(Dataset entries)

- Opening Delimiter -

//! SQLite storage implementation
//!
//! This module provides the SQLite-backed [`StorageProvider`]. A single
//! connection sits behind a mutex, so concurrent `record` calls from workers
//! are serialized before they reach the database.

use crate::config::WorkerConfig;
use crate::engine::VisitData;
use crate::storage::schema::{initialize_schema, INSTRUMENT_TABLES};
use crate::storage::traits::{StorageError, StorageProvider, StorageResult, VisitRecord};
use crate::storage::{CrawlRecord, CrawlStatus, SiteVisitRow};
use chrono::Utc;
use rusqlite::{params, Connection, OptionalExtension, Row};
use std::path::Path;
use std::sync::{Mutex, MutexGuard};

struct Inner {
    /// None once the storage has been closed
    conn: Option<Connection>,
    crawl_id: Option<i64>,
}

/// SQLite storage backend
pub struct SqliteStorage {
    inner: Mutex<Inner>,
}

impl SqliteStorage {
    /// Opens (creating if needed) the database at `path`
    ///
    /// # Returns
    ///
    /// * `Ok(SqliteStorage)` - Database opened and schema initialized
    /// * `Err(StorageError)` - Failed to open the database
    pub fn open(path: &Path) -> StorageResult<Self> {
        let conn = Connection::open(path)?;

        conn.execute_batch(
            "
            PRAGMA journal_mode = WAL;
            PRAGMA synchronous = NORMAL;
            PRAGMA foreign_keys = ON;
            PRAGMA temp_store = MEMORY;
        ",
        )?;

        initialize_schema(&conn)?;
        Ok(Self::from_connection(conn))
    }

    /// Creates an in-memory database
    pub fn open_in_memory() -> StorageResult<Self> {
        let conn = Connection::open_in_memory()?;
        conn.execute_batch("PRAGMA foreign_keys = ON;")?;
        initialize_schema(&conn)?;
        Ok(Self::from_connection(conn))
    }

    fn from_connection(conn: Connection) -> Self {
        Self {
            inner: Mutex::new(Inner {
                conn: Some(conn),
                crawl_id: None,
            }),
        }
    }

    fn lock(&self) -> StorageResult<MutexGuard<'_, Inner>> {
        self.inner.lock().map_err(|_| StorageError::Poisoned)
    }

    /// Runs `f` against the open connection
    fn with_conn<T>(&self, f: impl FnOnce(&Connection) -> StorageResult<T>) -> StorageResult<T> {
        let inner = self.lock()?;
        let conn = inner.conn.as_ref().ok_or(StorageError::Closed)?;
        f(conn)
    }

    /// Starts a crawl run and records the configuration of its workers
    ///
    /// Subsequent records are attached to this crawl.
    pub fn begin_crawl(&self, config_hash: &str, workers: &[WorkerConfig]) -> StorageResult<i64> {
        let mut inner = self.lock()?;
        let conn = inner.conn.as_mut().ok_or(StorageError::Closed)?;

        let tx = conn.transaction()?;
        let crawl_id = insert_crawl(&tx, config_hash)?;
        for worker in workers {
            tx.execute(
                "INSERT INTO workers (crawl_id, worker_id, display_mode, http_instrument,
                 cookie_instrument, navigation_instrument, js_instrument, dns_instrument, user_agent)
                 VALUES (?1, ?2, ?3, ?4, ?5, ?6, ?7, ?8, ?9)",
                params![
                    crawl_id,
                    worker.worker_id as i64,
                    worker.display_mode.as_str(),
                    worker.instruments.http,
                    worker.instruments.cookie,
                    worker.instruments.navigation,
                    worker.instruments.js,
                    worker.instruments.dns,
                    worker.user_agent,
                ],
            )?;
        }
        tx.commit()?;

        inner.crawl_id = Some(crawl_id);
        tracing::debug!(crawl_id, workers = workers.len(), "crawl started");
        Ok(crawl_id)
    }

    /// Marks the current crawl interrupted
    ///
    /// `close` only completes a crawl that is still running, so the status
    /// survives the final flush.
    pub fn mark_interrupted(&self) -> StorageResult<()> {
        let inner = self.lock()?;
        let conn = inner.conn.as_ref().ok_or(StorageError::Closed)?;
        let Some(crawl_id) = inner.crawl_id else {
            return Ok(());
        };

        conn.execute(
            "UPDATE crawls SET status = ?1, finished_at = ?2 WHERE id = ?3",
            params![
                CrawlStatus::Interrupted.to_db_string(),
                Utc::now().to_rfc3339(),
                crawl_id
            ],
        )?;
        tracing::debug!(crawl_id, "crawl marked interrupted");
        Ok(())
    }

    pub fn is_closed(&self) -> bool {
        self.lock().map(|inner| inner.conn.is_none()).unwrap_or(true)
    }

    /// Gets a crawl by id
    pub fn get_crawl(&self, crawl_id: i64) -> StorageResult<CrawlRecord> {
        self.with_conn(|conn| {
            conn.query_row(
                "SELECT id, started_at, finished_at, config_hash, status FROM crawls WHERE id = ?1",
                params![crawl_id],
                crawl_from_row,
            )
            .optional()?
            .ok_or(StorageError::CrawlNotFound(crawl_id))
        })
    }

    /// Gets the most recent crawl
    pub fn latest_crawl(&self) -> StorageResult<Option<CrawlRecord>> {
        self.with_conn(|conn| {
            Ok(conn
                .query_row(
                    "SELECT id, started_at, finished_at, config_hash, status FROM crawls
                     ORDER BY id DESC LIMIT 1",
                    [],
                    crawl_from_row,
                )
                .optional()?)
        })
    }

    pub fn count_crawls(&self) -> StorageResult<u64> {
        self.with_conn(|conn| {
            let count: i64 = conn.query_row("SELECT COUNT(*) FROM crawls", [], |row| row.get(0))?;
            Ok(count as u64)
        })
    }

    /// Counts visits of one crawl, optionally filtered by outcome
    pub fn count_visits(&self, crawl_id: i64, success: Option<bool>) -> StorageResult<u64> {
        self.with_conn(|conn| {
            let count: i64 = match success {
                Some(success) => conn.query_row(
                    "SELECT COUNT(*) FROM site_visits WHERE crawl_id = ?1 AND success = ?2",
                    params![crawl_id, success],
                    |row| row.get(0),
                )?,
                None => conn.query_row(
                    "SELECT COUNT(*) FROM site_visits WHERE crawl_id = ?1",
                    params![crawl_id],
                    |row| row.get(0),
                )?,
            };
            Ok(count as u64)
        })
    }

    /// Row counts of every instrumentation table for one crawl
    pub fn instrument_counts(&self, crawl_id: i64) -> StorageResult<Vec<(&'static str, u64)>> {
        self.with_conn(|conn| {
            INSTRUMENT_TABLES
                .iter()
                .map(|table| -> StorageResult<(&'static str, u64)> {
                    // Table names come from a fixed list, never from input
                    let count: i64 = conn.query_row(
                        &format!(
                            "SELECT COUNT(*) FROM {} t JOIN site_visits v ON t.visit_id = v.id
                             WHERE v.crawl_id = ?1",
                            table
                        ),
                        params![crawl_id],
                        |row| row.get(0),
                    )?;
                    Ok((*table, count as u64))
                })
                .collect()
        })
    }

    /// Visits of one crawl, ordered by site rank
    pub fn visits(&self, crawl_id: i64) -> StorageResult<Vec<SiteVisitRow>> {
        self.with_conn(|conn| {
            let mut stmt = conn.prepare(
                "SELECT id, crawl_id, site_rank, site_url, worker_id, success, error,
                 final_url, status_code, title
                 FROM site_visits WHERE crawl_id = ?1 ORDER BY site_rank, id",
            )?;

            let rows = stmt
                .query_map(params![crawl_id], |row| {
                    Ok(SiteVisitRow {
                        id: row.get(0)?,
                        crawl_id: row.get(1)?,
                        site_rank: row.get::<_, i64>(2)? as usize,
                        site_url: row.get(3)?,
                        worker_id: row.get::<_, Option<i64>>(4)?.map(|id| id as usize),
                        success: row.get(5)?,
                        error: row.get(6)?,
                        final_url: row.get(7)?,
                        status_code: row.get(8)?,
                        title: row.get(9)?,
                    })
                })?
                .collect::<Result<Vec<_>, _>>()?;

            Ok(rows)
        })
    }
}

impl StorageProvider for SqliteStorage {
    fn record(&self, record: &VisitRecord) -> StorageResult<()> {
        let mut inner = self.lock()?;
        let Inner { conn, crawl_id } = &mut *inner;
        let conn = conn.as_mut().ok_or(StorageError::Closed)?;

        let crawl_id = match *crawl_id {
            Some(id) => id,
            None => {
                let id = insert_crawl(conn, "")?;
                *crawl_id = Some(id);
                id
            }
        };

        let last = record.visits.last();
        let tx = conn.transaction()?;
        tx.execute(
            "INSERT INTO site_visits (crawl_id, site_rank, site_url, domain, worker_id, success,
             error, final_url, status_code, title, started_at, finished_at)
             VALUES (?1, ?2, ?3, ?4, ?5, ?6, ?7, ?8, ?9, ?10, ?11, ?12)",
            params![
                crawl_id,
                record.site_rank as i64,
                record.site_url,
                record.domain,
                record.worker_id.map(|id| id as i64),
                record.success,
                record.error,
                last.and_then(|v| v.final_url.as_deref()),
                last.and_then(|v| v.status_code),
                last.and_then(|v| v.title.as_deref()),
                record.started_at.to_rfc3339(),
                record.finished_at.to_rfc3339(),
            ],
        )?;
        let visit_id = tx.last_insert_rowid();

        for data in &record.visits {
            insert_instrumentation(&tx, visit_id, data)?;
        }
        tx.commit()?;

        Ok(())
    }

    fn close(&self) -> StorageResult<()> {
        let mut inner = self.lock()?;
        let Some(conn) = inner.conn.take() else {
            return Ok(());
        };

        if let Some(crawl_id) = inner.crawl_id {
            conn.execute(
                "UPDATE crawls SET status = ?1, finished_at = ?2 WHERE id = ?3 AND status = ?4",
                params![
                    CrawlStatus::Completed.to_db_string(),
                    Utc::now().to_rfc3339(),
                    crawl_id,
                    CrawlStatus::Running.to_db_string()
                ],
            )?;
        }

        conn.close().map_err(|(_, e)| StorageError::Sqlite(e))?;
        tracing::debug!("storage closed");
        Ok(())
    }
}

fn insert_crawl(conn: &Connection, config_hash: &str) -> StorageResult<i64> {
    conn.execute(
        "INSERT INTO crawls (started_at, config_hash, status) VALUES (?1, ?2, ?3)",
        params![
            Utc::now().to_rfc3339(),
            config_hash,
            CrawlStatus::Running.to_db_string()
        ],
    )?;
    Ok(conn.last_insert_rowid())
}

fn crawl_from_row(row: &Row<'_>) -> rusqlite::Result<CrawlRecord> {
    Ok(CrawlRecord {
        id: row.get(0)?,
        started_at: row.get(1)?,
        finished_at: row.get(2)?,
        config_hash: row.get(3)?,
        status: CrawlStatus::from_db_string(&row.get::<_, String>(4)?)
            .unwrap_or(CrawlStatus::Interrupted),
    })
}

fn insert_instrumentation(conn: &Connection, visit_id: i64, data: &VisitData) -> StorageResult<()> {
    for exchange in &data.http {
        conn.execute(
            "INSERT INTO http_exchanges (visit_id, method, url, status_code, content_type,
             header_count, redirect_to, observed_at) VALUES (?1, ?2, ?3, ?4, ?5, ?6, ?7, ?8)",
            params![
                visit_id,
                exchange.method,
                exchange.url,
                exchange.status_code,
                exchange.content_type,
                exchange.header_count as i64,
                exchange.redirect_to,
                exchange.observed_at.to_rfc3339(),
            ],
        )?;
    }

    for cookie in &data.cookies {
        conn.execute(
            "INSERT INTO cookies (visit_id, origin_url, name, value, domain, path, expires,
             max_age, secure, http_only, same_site)
             VALUES (?1, ?2, ?3, ?4, ?5, ?6, ?7, ?8, ?9, ?10, ?11)",
            params![
                visit_id,
                cookie.origin_url,
                cookie.name,
                cookie.value,
                cookie.domain,
                cookie.path,
                cookie.expires,
                cookie.max_age,
                cookie.secure,
                cookie.http_only,
                cookie.same_site,
            ],
        )?;
    }

    for (hop, nav) in data.navigations.iter().enumerate() {
        conn.execute(
            "INSERT INTO navigations (visit_id, hop, from_url, to_url, status_code)
             VALUES (?1, ?2, ?3, ?4, ?5)",
            params![visit_id, hop as i64, nav.from_url, nav.to_url, nav.status_code],
        )?;
    }

    for dns in &data.dns {
        conn.execute(
            "INSERT INTO dns_responses (visit_id, hostname, addresses, error) VALUES (?1, ?2, ?3, ?4)",
            params![visit_id, dns.hostname, dns.addresses.join(","), dns.error],
        )?;
    }

    for script in &data.scripts {
        conn.execute(
            "INSERT INTO scripts (visit_id, page_url, src, inline_length, digest)
             VALUES (?1, ?2, ?3, ?4, ?5)",
            params![
                visit_id,
                script.page_url,
                script.src,
                script.inline_length.map(|n| n as i64),
                script.digest,
            ],
        )?;
    }

    Ok(())
}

- Closing Delimiter -

** Your assignment **
If a line in the records above holds the string "domain", copy it.

** Written response **
            "INSERT INTO site_visits (crawl_id, site_rank, site_url, domain, worker_id, success,
                record.domain,
            "INSERT INTO cookies (visit_id, origin_url, name, value, domain, path, expires,
                cookie.domain,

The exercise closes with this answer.